Ferrous particles can be broken down to five different categories, high alloy, low alloy, dark metallic oxides, cast iron and red oxides. Large ferrous particles will be deposited on the entry end of the slide and often clump on top of the other. Ferrous particles are identified using the reflected light source on the microscope. Transmitted light will be totally blocked by the particle.

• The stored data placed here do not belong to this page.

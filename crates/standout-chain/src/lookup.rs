//! Keyword-style lookups passed to `filter` and `exclude`.
//!
//! A [`Lookup`] is built from a key such as `"score__gte"` and an operand.
//! A [`Filter`] is a conjunction of lookups. Filters are handed to each
//! source as-is; a source that understands them narrows itself, any other
//! source declines with [`Unsupported`] and is kept unchanged.
//!
//! ```
//! use standout_chain::{Filter, Op};
//!
//! let filter = Filter::new()
//!     .and("score__gte", 3i64)
//!     .and("name__startswith", "a")
//!     .and("team", "red");
//!
//! assert_eq!(filter.lookups()[0].op, Op::Gte);
//! assert_eq!(filter.lookups()[2].op, Op::Exact);
//! ```

use std::cmp::Ordering;

use regex::Regex;

use crate::error::{Result, Unsupported};
use crate::op::Op;
use crate::ordering::compare_values;
use crate::value::{FieldAccess, Number, Scalar, Timestamp, Value};

/// Right-hand side of a lookup.
#[derive(Debug, Clone)]
pub enum Operand {
    /// A single value.
    Scalar(Scalar),
    /// A list of values, for `in`.
    List(Vec<Scalar>),
    /// Compiled regular expression, for `regex`.
    Regex(Regex),
}

impl Operand {
    /// Short description of the operand's shape, used in diagnostics.
    pub fn type_name(&self) -> &'static str {
        match self {
            Operand::Scalar(value) => value.as_value().type_name(),
            Operand::List(_) => "list",
            Operand::Regex(_) => "regex",
        }
    }
}

impl From<Scalar> for Operand {
    fn from(value: Scalar) -> Self {
        Operand::Scalar(value)
    }
}

macro_rules! operand_from {
    ($($t:ty),+) => {
        $(
            impl From<$t> for Operand {
                fn from(value: $t) -> Self {
                    Operand::Scalar(Scalar::from(value))
                }
            }
        )+
    };
}

operand_from!(i8, i16, i32, i64, isize, u8, u16, u32, u64, usize, f32, f64);
operand_from!(bool, String, &str, Timestamp, Number);

impl<S: Into<Scalar>> From<Vec<S>> for Operand {
    fn from(values: Vec<S>) -> Self {
        values.into_iter().collect()
    }
}

impl<S: Into<Scalar>> FromIterator<S> for Operand {
    fn from_iter<I: IntoIterator<Item = S>>(iter: I) -> Self {
        Operand::List(iter.into_iter().map(Into::into).collect())
    }
}

/// A single field comparison.
#[derive(Debug, Clone)]
pub struct Lookup {
    /// The field to read.
    pub field: String,
    /// How to compare.
    pub op: Op,
    /// What to compare against.
    pub operand: Operand,
}

impl Lookup {
    /// Parses `key` into field and operator.
    ///
    /// The text after the last `__` selects the operator when it names one;
    /// otherwise the whole key is the field and the operator is `exact`.
    pub fn new(key: &str, operand: impl Into<Operand>) -> Self {
        let (field, op) = match key.rsplit_once("__") {
            Some((field, suffix)) => match Op::from_suffix(suffix) {
                Some(op) => (field, op),
                None => (key, Op::Exact),
            },
            None => (key, Op::Exact),
        };
        Lookup {
            field: field.to_owned(),
            op,
            operand: operand.into(),
        }
    }

    /// Builds a regex lookup, compiling `pattern`.
    pub fn regex(field: &str, pattern: &str) -> Result<Self> {
        Ok(Lookup {
            field: field.to_owned(),
            op: Op::Regex,
            operand: Operand::Regex(Regex::new(pattern)?),
        })
    }

    /// Checks that the operand shape suits the operator.
    pub fn check(&self) -> std::result::Result<(), Unsupported> {
        let ok = match (self.op, &self.operand) {
            (Op::In, Operand::List(_)) => true,
            (Op::Regex, Operand::Regex(_)) => true,
            (Op::IsNull, Operand::Scalar(Scalar::Bool(_))) => true,
            (op, Operand::Scalar(Scalar::String(_))) if op.is_string_op() => op != Op::Regex,
            (op, Operand::Scalar(_)) => op.is_ordering_op(),
            _ => false,
        };
        if ok {
            Ok(())
        } else {
            Err(Unsupported::InvalidArgument(format!(
                "'{}' lookup on '{}' cannot take a {} operand",
                self.op,
                self.field,
                self.operand.type_name()
            )))
        }
    }

    /// Evaluates this lookup against a field value.
    ///
    /// Null fields only ever satisfy `exact` against a null operand and
    /// `isnull=true`.
    pub fn matches(&self, value: &Value<'_>) -> bool {
        match (self.op, &self.operand) {
            (Op::IsNull, Operand::Scalar(Scalar::Bool(want))) => value.is_none() == *want,
            (Op::In, Operand::List(items)) => items.iter().any(|item| {
                compare_values(value, &item.as_value()) == Some(Ordering::Equal)
            }),
            (Op::Regex, Operand::Regex(re)) => value.as_str().is_some_and(|s| re.is_match(s)),
            (Op::Exact, Operand::Scalar(operand)) => {
                compare_values(value, &operand.as_value()) == Some(Ordering::Equal)
            }
            (op, Operand::Scalar(operand)) if op.is_ordering_op() => {
                let operand = operand.as_value();
                if value.is_none() || operand.is_none() {
                    return false;
                }
                compare_values(value, &operand).is_some_and(|ord| op.eval_ordering(ord))
            }
            (op, Operand::Scalar(Scalar::String(pattern))) => match value.as_str() {
                Some(s) => match op {
                    Op::Contains => s.contains(pattern.as_str()),
                    Op::StartsWith => s.starts_with(pattern.as_str()),
                    Op::EndsWith => s.ends_with(pattern.as_str()),
                    _ => false,
                },
                None => false,
            },
            _ => false,
        }
    }
}

/// A conjunction of lookups.
#[derive(Debug, Clone, Default)]
pub struct Filter {
    lookups: Vec<Lookup>,
}

impl Filter {
    /// Creates an empty filter, which matches everything.
    pub fn new() -> Self {
        Filter::default()
    }

    /// Adds a lookup parsed from `key`.
    pub fn and(mut self, key: &str, operand: impl Into<Operand>) -> Self {
        self.lookups.push(Lookup::new(key, operand));
        self
    }

    /// Adds a regex lookup.
    ///
    /// Returns an error if the pattern is invalid.
    pub fn and_regex(mut self, field: &str, pattern: &str) -> Result<Self> {
        self.lookups.push(Lookup::regex(field, pattern)?);
        Ok(self)
    }

    /// Adds a prebuilt lookup.
    pub fn with(mut self, lookup: Lookup) -> Self {
        self.lookups.push(lookup);
        self
    }

    /// Returns the lookups.
    pub fn lookups(&self) -> &[Lookup] {
        &self.lookups
    }

    /// Returns `true` if this filter has no lookups.
    pub fn is_empty(&self) -> bool {
        self.lookups.is_empty()
    }

    /// Validates this filter against the fields of `T`.
    pub fn check<T: FieldAccess>(&self) -> std::result::Result<(), Unsupported> {
        for lookup in &self.lookups {
            if !T::has_field(&lookup.field) {
                return Err(Unsupported::UnknownField(lookup.field.clone()));
            }
            lookup.check()?;
        }
        Ok(())
    }

    /// Tests whether `item` satisfies every lookup.
    pub fn matches<T: FieldAccess + ?Sized>(&self, item: &T) -> bool {
        self.lookups
            .iter()
            .all(|lookup| lookup.matches(&item.field_value(&lookup.field)))
    }
}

• High Alloy Steel - particles are found in chains on the slide and appear gray-white before and after heat treatment. The distinguishing factor in the identification between high alloy and white nonferrous is position on the slide. If it is white and appears in a chain, it’s deemed to be high alloy. Otherwise, it’s considered white nonferrous The frequency of high alloy on ferrograms is rare.
• Low Alloy Steel - particles are also found in chains and appear gray-white before heat treatment but then change color after heat treatment. After heat treatment they usually appear as blue particles but can also be pink or red.
• Dark Metallic Oxides - deposit in chains and appear dark gray to black both before and after heat treatment. The degree of darkness is indicative of the amount of oxidation.
• Cast Iron - particles appear gray before heat treatment and a straw yellow after the heat treatment. They are incorporated in chains amongst the other ferrous particles.
• Red Oxides (Rust) - polarized light readily identifies red oxides. Sometimes they can be found in chains with the other ferrous particles and sometimes they are randomly deposited on the slide surface. A large amount of small red oxides on the exit end of the slide is generally considered to be a sign of corrosive wear. It usually appears to the analyst as a “beach” of red sand

After classifying the composition of particles the analyst then rates the size of the particles using a micrometer scale on the microscope. Particles with a size of 30 microns or greater are given the rating of “severe” or “abnormal.” Severe wear is a definite sign of abnormal running conditions with the equipment being studied.
Often, the shape of a particle is another important clue to the origin of the wear particles. Is the particle laminar or rough? Laminar particles are signs of smashing or rolling found in bearings or areas with high pressure or lateral contact. Does the particle have striations on the surface? Striations are a sign of sliding wear. Perhaps generated in an area where scraping of metal surfaces occurs.
Does the particle have a curved shape, similar to drill shavings? This would be categorized as cutting wear. Cutting wear can be caused by abrasive contaminants found in the machine. Is the particle spherical in shape? To the analyst, these appear as dark balls with a white center. Spheres are generated in bearing fatigue cracks. An increase in quantity is indicative of spalling.

Conclusion

Analyzing the size, shape, color, magnetism light effects and surface detail of wear particles, a skilled analyst can paint a picture above the nature, severity and root cause of abnormal wear. This information enables maintenance to implement effective corrective action.